Most of the asparagus we see in the grocery store, if not all, comes from far away places like California, Washington, Michigan, Mexico and, increasingly, Peru. In fact, according to Food & Water Watch, a nonprofit advocacy organization, three out of every five pounds of asparagus eaten in the United States comes to us from Peru. Peru is now a year-round producer of the succulent green spears and is slowly taking over asparagus production. United States production declines every year.

A quick call-around to Concord grocery stores tells the story. Right now, Shaw's asparagus comes to us from Mexico and costs $2.99 per pound. Market Basket sells asparagus from California at $2.99 per pound. If you prefer organic, you'll find it at the Co-op for $4.19 per pound, and it's from California also. Hannaford is offering asparagus from Peru at $1.99 per pound.

If you have a relationship with a local farm, find out if it grows asparagus. You might get lucky. As with most every vegetable, asparagus tastes best when it's grown close by and eaten fresh. If all else fails, befriend a gardener (quickly) and offer to help in the garden while you're at it.

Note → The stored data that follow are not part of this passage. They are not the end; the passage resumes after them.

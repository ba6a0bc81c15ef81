//! HTML directory listing rendering.

use std::fmt::Write as _;
use std::fs;
use std::io;
use std::path::Path;
use std::time::SystemTime;

use bytes::Bytes;
use percent_encoding::{utf8_percent_encode, AsciiSet, CONTROLS};

/// Characters escaped in listing hrefs.
const HREF_ESCAPE: &AsciiSet = &CONTROLS
    .add(b' ')
    .add(b'"')
    .add(b'#')
    .add(b'%')
    .add(b'<')
    .add(b'>')
    .add(b'?')
    .add(b'`')
    .add(b'{')
    .add(b'}')
    .add(b'\'')
    .add(b'\\')
    .add(b'^')
    .add(b'|');

struct Entry {
    name: String,
    is_dir: bool,
    size: Option<u64>,
    modified: Option<SystemTime>,
}

/// Read `dir` and render an HTML listing titled with `url_path`.
///
/// Entries are sorted by name. Links are relative to `url_path`, which is
/// expected to end with `/`.
pub fn render(dir: &Path, url_path: &str) -> io::Result<Bytes> {
    let mut entries = Vec::new();
    for entry in fs::read_dir(dir)? {
        let entry = entry?;
        let name = entry.file_name().to_string_lossy().into_owned();
        // Follow symlinks, fall back to the link itself when dangling
        let meta = fs::metadata(entry.path()).or_else(|_| entry.metadata());
        let (is_dir, size, modified) = match meta {
            Ok(m) => (m.is_dir(), (!m.is_dir()).then(|| m.len()), m.modified().ok()),
            Err(_) => (false, None, None),
        };
        entries.push(Entry {
            name,
            is_dir,
            size,
            modified,
        });
    }
    entries.sort_by(|a, b| a.name.cmp(&b.name));

    let title = html_escape(url_path);
    let mut html = String::with_capacity(512 + entries.len() * 128);
    let _ = write!(
        html,
        "<!DOCTYPE html>\n<html>\n<head>\n<meta charset=\"utf-8\">\n<title>Index of {title}</title>\n</head>\n<body>\n<h1>Index of {title}</h1>\n<table>\n<tr><th>Name</th><th>Last modified</th><th>Size</th></tr>\n"
    );

    if url_path != "/" {
        html.push_str("<tr><td><a href=\"../\">../</a></td><td></td><td>-</td></tr>\n");
    }

    for entry in &entries {
        let suffix = if entry.is_dir { "/" } else { "" };
        let modified = entry
            .modified
            .map(httpdate::fmt_http_date)
            .unwrap_or_default();
        let size = entry
            .size
            .map(|s| s.to_string())
            .unwrap_or_else(|| "-".to_string());
        let _ = writeln!(
            html,
            "<tr><td><a href=\"{href}{suffix}\">{name}{suffix}</a></td><td>{modified}</td><td>{size}</td></tr>",
            href = utf8_percent_encode(&entry.name, HREF_ESCAPE),
            name = html_escape(&entry.name),
        );
    }

    let _ = write!(
        html,
        "</table>\n<hr>\n<address>tokio_webfs/{}</address>\n</body>\n</html>\n",
        crate::PKG_VERSION
    );

    Ok(Bytes::from(html))
}

/// Escape text for HTML element content and attribute values.
pub fn html_escape(s: &str) -> String {
    let mut out = String::with_capacity(s.len());
    for c in s.chars() {
        match c {
            '&' => out.push_str("&amp;"),
            '<' => out.push_str("&lt;"),
            '>' => out.push_str("&gt;"),
            '"' => out.push_str("&quot;"),
            '\'' => out.push_str("&#39;"),
            _ => out.push(c),
        }
    }
    out
}
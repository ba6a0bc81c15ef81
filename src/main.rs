use std::process::ExitCode;

use tracing::{error, info};

use tokio_webfs::config::Config;
use tokio_webfs::{lifecycle, logging, Server};

fn main() -> ExitCode {
    let config = match Config::from_env() {
        Ok(config) => config,
        Err(e) => {
            eprintln!("Invalid configuration: {}", e);
            return ExitCode::from(2);
        }
    };

    logging::init(&config.logging);
    info!("Starting tokio_webfs {}", tokio_webfs::VERSION);
    config.log_summary();

    // Startup forks when detaching, so it runs before any runtime exists.
    let ready = match lifecycle::startup(config) {
        Ok(ready) => ready,
        Err(e) => {
            error!("Startup failed: {}", e);
            return ExitCode::FAILURE;
        }
    };

    let handle = match Server::start(ready) {
        Ok(handle) => handle,
        Err(e) => {
            error!("Startup failed: {}", e);
            return ExitCode::FAILURE;
        }
    };

    let runtime = match tokio::runtime::Builder::new_current_thread()
        .enable_all()
        .build()
    {
        Ok(rt) => rt,
        Err(e) => {
            error!("Failed to build signal runtime: {}", e);
            handle.shutdown();
            handle.join();
            return ExitCode::FAILURE;
        }
    };

    runtime.block_on(wait_for_signal());
    info!("Shutting down...");
    handle.shutdown();
    handle.join();

    ExitCode::SUCCESS
}

async fn wait_for_signal() {
    use tokio::signal::unix::{signal, SignalKind};

    let mut term = match signal(SignalKind::terminate()) {
        Ok(s) => s,
        Err(e) => {
            error!("Failed to install SIGTERM handler: {}", e);
            let _ = tokio::signal::ctrl_c().await;
            return;
        }
    };

    tokio::select! {
        _ = tokio::signal::ctrl_c() => {}
        _ = term.recv() => {}
    }
}
//! HTTP basic authentication against a single credential.

use base64ct::{Base64, Encoding};
use http::header::HeaderValue;

use crate::config::Credential;

pub struct BasicAuth {
    /// Expected `user:password` bytes
    expected: Vec<u8>,
    user: String,
    challenge: HeaderValue,
}

impl BasicAuth {
    pub fn new(credential: &Credential, realm: &str) -> Self {
        let challenge = HeaderValue::from_str(&format!("Basic realm=\"{}\"", realm))
            .unwrap_or_else(|_| HeaderValue::from_static("Basic realm=\"webfs\""));
        Self {
            expected: format!("{}:{}", credential.user, credential.password).into_bytes(),
            user: credential.user.clone(),
            challenge,
        }
    }

    /// Check an `Authorization` header. Returns the user name on success.
    pub fn check(&self, header: Option<&HeaderValue>) -> Option<&str> {
        let value = header?.to_str().ok()?.trim();
        let (scheme, token) = value.split_once(' ')?;
        if !scheme.eq_ignore_ascii_case("basic") {
            return None;
        }
        let decoded = Base64::decode_vec(token.trim()).ok()?;
        constant_time_eq(&decoded, &self.expected).then_some(self.user.as_str())
    }

    pub fn user(&self) -> &str {
        &self.user
    }

    /// `WWW-Authenticate` value for 401 responses.
    pub fn challenge(&self) -> &HeaderValue {
        &self.challenge
    }
}

fn constant_time_eq(a: &[u8], b: &[u8]) -> bool {
    if a.len() != b.len() {
        return false;
    }
    a.iter().zip(b).fold(0u8, |acc, (x, y)| acc | (x ^ y)) == 0
}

Look for asparagus spears that are bright, dark green, very firm to the touch, with not too much white on the ends. Tips should be tight, pointed and compact. When you get it home, trim a quarter inch off ends (to help it absorb water) and store it in the fridge standing vertically in a container of water or with the cut ends wrapped in a damp paper towel. Chances are, your asparagus has already traveled for a few days, so try to use it up quickly.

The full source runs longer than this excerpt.